By definition, Remittance refers to that money that is transferred to another party. The same money could be sent through a wire transfer, mail, or check.
However, when we are talking about digital remittance, it’s self-explanatory. Receiving or sending payments through digital payments, like online transfer, PayPal or other means refers to Digital Remittance.
Remittances usually could be used for receiving payments that could include the invoices or a variety of other obligations. However, it is usually used to define the payments that are sent to other countries, usually to a person’s home.
Understanding Digital Remittances
Remittances include the payments that are made to other parties. Remittances usually help satisfy the obligations that are made, such as bill payments or invoices while online shopping.
But more commonly, remittances are made by a person in a particular country to somebody that lives in a different one.
These remittances could be made by people in foreign countries to send payments to their homes in other countries. However, these payments aren’t specified for individuals only as these could also be used by businesses.
Remittances could be captured electronically through a bank or a wire transfer, however, they could also be captured digitally.
Digital Remittances are self-explanatory which involve making payments to foreign accounts through digital means.
Digital remittance capture involves receiving payments from cards, ACH or even wire transfers from financial institutions.
- You can typically receive the payments for multiple invoices in just a single transaction.
- Usually, there isn’t remittance with the payment.
- The payer could send the remittance to the financial institution by making the electronic payments to imbed the remittance (CTX).
- The payer could send the remittance by email, EDI, or even other means they find feasible.
- The payer even indicates the seller must have logged in their website for remittance.
Remittances play an important role in the economies of small and developing countries which makes them an important part of most of the financial transactions of an organization.
These could even be used as a way to help raise the standard of living for people in different countries and deal with poverty overall.
This is why, since the late 1990s, remittances have been exceeding the development aid and even make up a good portion of a country’s GDP.
Digital Remittance Capture advantages and disadvantages
The whole transition to electronic payments has also created the advantages as well as disadvantages for both the buyers and sellers as well.
The remittances are provided over emails with attachments by either an EDI or a website.
Card payments, wire transfer, and remittances are provided through the disparate sources and processes.
However, matching payments to the remittance information as well as a reconciliation of payments to invoices at times becomes difficult.

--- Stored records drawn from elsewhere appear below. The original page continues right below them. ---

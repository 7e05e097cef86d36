// ID Provider Port (for deterministic testing)

/// ID provider interface (allows deterministic IDs in tests)
pub trait IdProvider: Send + Sync {
    /// Generate a new unique entity ID
    fn generate_id(&self) -> String;
}

/// UUID v4 provider (production)
pub struct UuidProvider;

impl IdProvider for UuidProvider {
    fn generate_id(&self) -> String {
        uuid::Uuid::new_v4().to_string()
    }
}

pub mod mocks {
    use super::*;
    use std::sync::atomic::{AtomicU64, Ordering};

    /// Deterministic IDs: "<prefix>-1", "<prefix>-2", ...
    pub struct SequentialIdProvider {
        prefix: String,
        counter: AtomicU64,
    }

    impl SequentialIdProvider {
        pub fn new(prefix: impl Into<String>) -> Self {
            Self {
                prefix: prefix.into(),
                counter: AtomicU64::new(1),
            }
        }
    }

    impl IdProvider for SequentialIdProvider {
        fn generate_id(&self) -> String {
            let n = self.counter.fetch_add(1, Ordering::SeqCst);
            format!("{}-{}", self.prefix, n)
        }
    }
}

Getting more into details, here are some of the brief pros and cons of digital remittance:
- The payments are done in time with an extended DPO.
- There are very fewer chances of fraud.
- The postage and other costs are cut off.
- Digital remittance could involve capturing the email, EDI, and other personal info as well.
- The processing of payments could be more costly.
- A lot of time could be taken to complete the cash application.
Countries that have a low income or the ones that are potentially struggling with economy, the digital remittance represents one of the largest sources of income for the population.
As per the World Bank, some of the top remittance receipts in 2018 were in India with about $80 billion and then China followed by Mexico and Egypt.
Rightly, the oil prices and other production expenses have also elevated the Venezuelan population and forced to migrate to other countries over the last few years.
With such refugees and immigrants living abroad, the digital remittances globally have surged.